In 2018, Nvidia's StyleGAN, based on the Progressive GAN, achieved excellent image quality. Image generation by GAN reached popular success.

2018: Yoshua Bengio, Geoffrey Hinton and Yann LeCun awarded the Turing Award

Yoshua Bengio, Geoffrey Hinton and Yann LeCun were awarded the 2018 Turing Award for breakthroughs that have made deep neural networks a critical component of computing.

2019: GPUs displace CPUs for training AI

By 2019, graphics processing units (GPUs), often with AI-specific enhancements, had displaced CPUs as the dominant method for training large-scale commercial cloud AI.

2019: Generative neural networks used to produce molecules

In 2019, generative neural networks were used to produce molecules that were validated experimentally all the way into mice.

2020: AlphaFold achieves high accuracy in protein structure prediction

In 2020, AlphaFold, a deep-learning based system, achieved a level of accuracy significantly higher than all previous computational methods in predicting protein structure.

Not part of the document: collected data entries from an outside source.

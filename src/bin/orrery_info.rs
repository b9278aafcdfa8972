use std::path::PathBuf;

use clap::Parser;
use simple_logger::SimpleLogger;

use orrery_sandbox::file::read_scene;

#[derive(Debug, Parser)]
#[clap(about = "Print what a scene file says about a body")]
struct Args {
    name: String,
    #[clap(long, default_value = "scenes/solar-system.txt")]
    scene: PathBuf,
}

fn main() -> orrery_sandbox::Result<()> {
    if SimpleLogger::new()
        .with_level(log::LevelFilter::Warn)
        .init()
        .is_err()
    {
        println!("Failed to init logger");
    }

    let args = Args::parse();

    let orrery = read_scene(&args.scene, true)?;
    let id = orrery
        .find_body(&args.name)
        .ok_or_else(|| orrery_sandbox::Error::UnknownBody(args.name.clone()))?;
    let body = orrery.get_body(id);
    let motion = &body.motion;

    println!("Characteristics of {}", body.info.name);
    match body.parent_id() {
        Some(parent) => println!("- Orbits: {}", orrery.get_body(parent).info.name),
        None => println!("- Orbits: nothing"),
    }
    println!("- Generation: {}", orrery.generation(id));
    println!(
        "- Update slot: {}",
        orrery.update_order().iter().position(|&x| x == id).unwrap_or(0)
    );
    println!("- Orbit radius: {}", motion.orbit_radius);
    println!("- Orbit speed: {} deg/s", motion.orbit_speed.to_degrees());
    println!("- Orbit axis: {:?}", motion.orbit_axis.as_ref());
    println!("- Spin speed: {} deg/s", motion.spin_speed.to_degrees());
    println!("- Spin axis: {:?}", motion.spin_axis.as_ref());
    println!("- Scale: {}", body.info.scale);
    println!("- Emits light: {}", body.info.emits_light);
    if let Some(outline) = body.info.outline {
        println!("- Outline: {:?}", outline);
    }
    Ok(())
}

2020: Experiments with large-area active channel material published

In 2020, Marega et al. published experiments with a large-area active channel material for developing logic-in-memory devices and circuits based on floating-gate field-effect transistors (FGFETs).

2021: Release of Epigenetic aging clock

In 2021, An epigenetic aging clock of unprecedented accuracy was planned to be released for public use by a Deep Longevity

2021: Integrated photonic hardware accelerator proposed

In 2021, J. Feldmann et al. proposed an integrated photonic hardware accelerator for parallel convolutional processing, highlighting its advantages over electronic counterparts.

2022: DALL·E 2 and Stable Diffusion systems released

In 2022 systems such as DALL·E 2 and Stable Diffusion were released.

November 2023: GNoME discovers over 2 million new materials

In November 2023, Google DeepMind and Lawrence Berkeley National Laboratory announced that they had developed an AI system known as GNoME, which discovered over 2 million new materials. The system's predictions were validated through autonomous robotic experiments.